Sarah Palin may have told NBC's Brian Williams that she was ready to release her medical records, but that doesn't mean they'll actually be public before Election Day.
Wednesday, during an interview she did jointly with John McCain, Williams asked Palin, "Did I hear you just agree to release your medical records?"
Palin responded: "The medical records, so be it. If that will allow some curiosity seekers perhaps to have one more thing that they either check the box off that they can find something to criticize or to rest them assured over. I'm healthy, happy, I've had five kids, that's going to be in the medical records. Never seriously ill or hurt, you'll see that in the medical records if they're released."
However, that last phrase, "if they're released," may have been the most significant part of Palin's statement. That conditional "if" allowed Palin and the McCain campaign some wiggle room as to whether she'd committed to releasing the records. And it seems as if they may now use it, and that she may remain the only one of the major-party candidates this year not to release the information.
Thursday, ABC News' Political Radar blog quoted Maria Comella, a Palin spokeswoman, as saying, “When medical information related to Governor Palin’s health is ready to be released we will make that information available.” She made no mention of when that time might be.

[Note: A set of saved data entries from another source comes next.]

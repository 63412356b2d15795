//! The set of stores behind one data directory.

use crate::ack::AckLedger;
use crate::config::StoreConfig;
use crate::cooldown::CooldownStore;
use crate::credential::{Credential, CredentialStore};
use crate::cursor::CursorStore;
use crate::dir::DataDir;
use crate::document::DocumentStore;
use crate::error::StoreResult;
use dfesync_protocol::{Nsu, TaxId};
use dfesync_storage::{FileBackend, InMemoryBackend, StorageBackend};
use std::path::Path;
use tracing::info;

/// Every persisted store of the engine.
///
/// Each store is partitioned by credential identity or by document key and
/// serializes its own writes, so a `Store` is shared behind an `Arc`.
pub struct Store {
    dir: Option<DataDir>,
    credentials: CredentialStore,
    cursors: CursorStore,
    cooldowns: CooldownStore,
    documents: DocumentStore,
    acks: AckLedger,
}

impl Store {
    /// Opens the stores in `path` with the default configuration.
    pub fn open(path: &Path) -> StoreResult<Self> {
        Self::open_with_config(path, StoreConfig::default())
    }

    /// Opens the stores in `path`, taking the directory lock.
    pub fn open_with_config(path: &Path, config: StoreConfig) -> StoreResult<Self> {
        let dir = DataDir::open(path, config.create_if_missing)?;
        let file = |name: &str| -> StoreResult<Box<dyn StorageBackend>> {
            Ok(Box::new(FileBackend::open(&dir.log_path(name))?))
        };
        let sync = config.sync_on_write;

        let store = Self {
            credentials: CredentialStore::open(file(CredentialStore::LOG_NAME)?, sync)?,
            cursors: CursorStore::open(file(CursorStore::LOG_NAME)?, sync)?,
            cooldowns: CooldownStore::open(file(CooldownStore::LOG_NAME)?, sync)?,
            documents: DocumentStore::open(file(DocumentStore::LOG_NAME)?, sync)?,
            acks: AckLedger::open(file(AckLedger::LOG_NAME)?, sync)?,
            dir: Some(dir),
        };
        if config.compact_on_open {
            store.compact()?;
        }

        info!(
            path = %path.display(),
            credentials = store.credentials.len(),
            documents = store.documents.len(),
            "store opened"
        );
        Ok(store)
    }

    /// Creates volatile stores, for tests and dry runs.
    pub fn in_memory() -> StoreResult<Self> {
        let memory = || -> Box<dyn StorageBackend> { Box::new(InMemoryBackend::new()) };
        Ok(Self {
            dir: None,
            credentials: CredentialStore::open(memory(), false)?,
            cursors: CursorStore::open(memory(), false)?,
            cooldowns: CooldownStore::open(memory(), false)?,
            documents: DocumentStore::open(memory(), false)?,
            acks: AckLedger::open(memory(), false)?,
        })
    }

    /// Data directory, when on disk.
    #[must_use]
    pub fn path(&self) -> Option<&Path> {
        self.dir.as_ref().map(DataDir::path)
    }

    /// Credential table.
    #[must_use]
    pub fn credentials(&self) -> &CredentialStore {
        &self.credentials
    }

    /// Cursor Store.
    #[must_use]
    pub fn cursors(&self) -> &CursorStore {
        &self.cursors
    }

    /// Cooldown Guard state.
    #[must_use]
    pub fn cooldowns(&self) -> &CooldownStore {
        &self.cooldowns
    }

    /// Document Store.
    #[must_use]
    pub fn documents(&self) -> &DocumentStore {
        &self.documents
    }

    /// Acknowledgment ledger.
    #[must_use]
    pub fn acks(&self) -> &AckLedger {
        &self.acks
    }

    /// Removes a credential together with its cursor and cooldown.
    ///
    /// Documents it owned are kept.
    pub fn remove_credential(&self, identity: &TaxId) -> StoreResult<Option<Credential>> {
        let removed = self.credentials.remove(identity)?;
        self.cursors.remove(identity)?;
        self.cooldowns.clear(identity)?;
        if removed.is_some() {
            info!(identity = %identity, "credential removed");
        }
        Ok(removed)
    }

    /// Sets a credential's cursor to `to` and clears its cooldown, so the
    /// next cycle resynchronizes from there.
    pub fn reset_cursor(&self, identity: &TaxId, to: Nsu) -> StoreResult<()> {
        self.cursors.reset(identity, to)?;
        self.cooldowns.clear(identity)?;
        info!(identity = %identity, cursor = %to, "cursor reset");
        Ok(())
    }

    /// Compacts every log.
    pub fn compact(&self) -> StoreResult<()> {
        self.credentials.compact()?;
        self.cursors.compact()?;
        self.cooldowns.compact()?;
        self.documents.compact()?;
        self.acks.compact()?;
        Ok(())
    }
}
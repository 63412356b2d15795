//! Registered credentials.

use crate::error::{StoreError, StoreResult};
use crate::log::KeyedLog;
use dfesync_protocol::{RegionCode, ServiceKind, TaxId};
use dfesync_storage::StorageBackend;
use serde::{Deserialize, Serialize};
use std::fmt;
use std::path::PathBuf;
use zeroize::{Zeroize, ZeroizeOnDrop};

/// Certificate passphrase.
///
/// Zeroized on drop and never printed.
#[derive(Clone, Default, PartialEq, Eq, Serialize, Deserialize, Zeroize, ZeroizeOnDrop)]
#[serde(transparent)]
pub struct Passphrase(String);

impl Passphrase {
    /// Wraps a passphrase.
    pub fn new(secret: impl Into<String>) -> Self {
        Self(secret.into())
    }

    /// Returns the secret.
    ///
    /// Don't log or persist the result anywhere else.
    #[must_use]
    pub fn expose(&self) -> &str {
        &self.0
    }
}

impl fmt::Debug for Passphrase {
    fn fmt(&self, f: &mut fmt::Formatter<'_>) -> fmt::Result {
        f.write_str("Passphrase(<redacted>)")
    }
}

/// A taxpayer identity plus the certificate it authenticates with.
#[derive(Debug, Clone, PartialEq, Eq, Serialize, Deserialize)]
pub struct Credential {
    /// Taxpayer identity; also the key of every per-credential store.
    pub identity: TaxId,
    /// PKCS#12 certificate file.
    pub certificate_path: PathBuf,
    /// Passphrase of the certificate file.
    pub passphrase: Passphrase,
    /// State code used for request routing (`cUFAutor`).
    pub region: RegionCode,
    /// Distribution service this credential polls.
    #[serde(default)]
    pub service: ServiceKind,
    /// Free-form label shown by collaborators.
    #[serde(default)]
    pub label: Option<String>,
}

impl Credential {
    /// Creates a credential for the NF-e service.
    pub fn new(
        identity: TaxId,
        certificate_path: impl Into<PathBuf>,
        passphrase: Passphrase,
        region: RegionCode,
    ) -> Self {
        Self {
            identity,
            certificate_path: certificate_path.into(),
            passphrase,
            region,
            service: ServiceKind::Nfe,
            label: None,
        }
    }

    /// Sets the service kind.
    #[must_use]
    pub fn with_service(mut self, service: ServiceKind) -> Self {
        self.service = service;
        self
    }

    /// Sets the label.
    #[must_use]
    pub fn with_label(mut self, label: impl Into<String>) -> Self {
        self.label = Some(label.into());
        self
    }

    /// Store key for this credential.
    #[must_use]
    pub fn key(&self) -> &str {
        self.identity.digits()
    }
}

/// Credential table.
pub struct CredentialStore {
    log: KeyedLog<Credential>,
}

impl CredentialStore {
    pub(crate) const LOG_NAME: &'static str = "credentials.log";

    pub(crate) fn open(backend: Box<dyn StorageBackend>, sync_on_write: bool) -> StoreResult<Self> {
        Ok(Self {
            log: KeyedLog::open(Self::LOG_NAME, backend, sync_on_write)?,
        })
    }

    /// Registers a new credential.
    ///
    /// # Errors
    ///
    /// Returns `CredentialExists` if the identity is already registered.
    pub fn register(&self, credential: Credential) -> StoreResult<()> {
        let key = credential.key().to_string();
        let mut inserted = false;
        self.log.update(&key, |existing| {
            if existing.is_some() {
                return None;
            }
            inserted = true;
            Some(credential)
        })?;
        if inserted {
            Ok(())
        } else {
            Err(StoreError::CredentialExists(key))
        }
    }

    /// Removes a credential, returning it if it was registered.
    pub(crate) fn remove(&self, identity: &TaxId) -> StoreResult<Option<Credential>> {
        self.log.remove(identity.digits())
    }

    /// Looks up a credential.
    #[must_use]
    pub fn get(&self, identity: &TaxId) -> Option<Credential> {
        self.log.get(identity.digits())
    }

    /// Returns every registered credential, ordered by identity.
    #[must_use]
    pub fn list(&self) -> Vec<Credential> {
        self.log.entries().into_iter().map(|(_, c)| c).collect()
    }

    /// Number of registered credentials.
    #[must_use]
    pub fn len(&self) -> usize {
        self.log.len()
    }

    /// True when no credential is registered.
    #[must_use]
    pub fn is_empty(&self) -> bool {
        self.len() == 0
    }

    pub(crate) fn compact(&self) -> StoreResult<()> {
        self.log.compact()
    }
}
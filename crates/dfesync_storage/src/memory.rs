//! In-memory storage backend.

use crate::backend::StorageBackend;
use crate::error::{StorageError, StorageResult};
use parking_lot::RwLock;

/// A backend that keeps the log in a `Vec<u8>`.
///
/// Nothing survives the process; used by tests and by throwaway engines.
#[derive(Debug, Default)]
pub struct InMemoryBackend {
    data: RwLock<Vec<u8>>,
}

impl InMemoryBackend {
    /// Creates a new empty in-memory backend.
    #[must_use]
    pub fn new() -> Self {
        Self::default()
    }

    /// Creates a backend preloaded with `data`, e.g. a log with a torn tail.
    #[must_use]
    pub fn with_data(data: Vec<u8>) -> Self {
        Self {
            data: RwLock::new(data),
        }
    }

    /// Returns a copy of the stored bytes.
    #[must_use]
    pub fn data(&self) -> Vec<u8> {
        self.data.read().clone()
    }
}

impl StorageBackend for InMemoryBackend {
    fn read_at(&self, offset: u64, len: usize) -> StorageResult<Vec<u8>> {
        let data = self.data.read();
        let size = data.len() as u64;
        let start = usize::try_from(offset).unwrap_or(usize::MAX);
        let end = start.saturating_add(len);

        if offset > size || end > data.len() {
            return Err(StorageError::ReadPastEnd { offset, len, size });
        }

        Ok(data[start..end].to_vec())
    }

    fn append(&mut self, new_data: &[u8]) -> StorageResult<u64> {
        let mut data = self.data.write();
        let offset = data.len() as u64;
        data.extend_from_slice(new_data);
        Ok(offset)
    }

    fn sync(&mut self) -> StorageResult<()> {
        Ok(())
    }

    fn size(&self) -> StorageResult<u64> {
        Ok(self.data.read().len() as u64)
    }

    fn truncate(&mut self, new_size: u64) -> StorageResult<()> {
        let mut data = self.data.write();
        let size = data.len() as u64;

        if new_size > size {
            return Err(StorageError::InvalidTruncate {
                requested: new_size,
                size,
            });
        }

        data.truncate(new_size as usize);
        Ok(())
    }

    fn replace(&mut self, new_data: &[u8]) -> StorageResult<()> {
        *self.data.write() = new_data.to_vec();
        Ok(())
    }
}

#[cfg(test)]
mod tests {
    use super::*;

    #[test]
    fn memory_append_returns_offsets() {
        let mut backend = InMemoryBackend::new();
        assert_eq!(backend.append(b"hello").unwrap(), 0);
        assert_eq!(backend.append(b" world").unwrap(), 5);
        assert_eq!(backend.size().unwrap(), 11);
        assert_eq!(backend.read_at(6, 5).unwrap(), b"world");
    }

    #[test]
    fn memory_read_extending_past_end_fails() {
        let mut backend = InMemoryBackend::new();
        backend.append(b"hello").unwrap();

        let result = backend.read_at(3, 10);
        assert!(matches!(result, Err(StorageError::ReadPastEnd { .. })));
    }

    #[test]
    fn memory_truncate_and_replace() {
        let mut backend = InMemoryBackend::with_data(b"hello world".to_vec());
        backend.truncate(5).unwrap();
        assert_eq!(backend.data(), b"hello");
        assert!(backend.truncate(6).is_err());

        backend.replace(b"x").unwrap();
        assert_eq!(backend.read_all().unwrap(), b"x");
    }
}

The crossed signals on this are just the latest example of the McCain camp's failures in projecting a united front, especially when it comes to keeping Palin on message. For instance, after McCain repeatedly vowed not to bring up Barack Obama's relationship with Pastor Jeremiah Wright, Palin told New York Times columnist Bill Kristol that she didn't know "why that association isn't discussed more, because those were appalling things that that pastor had said." She also questioned the campaign's decision to pull out of Michigan, and inadvertently adopted Barack Obama's position on Pakistan.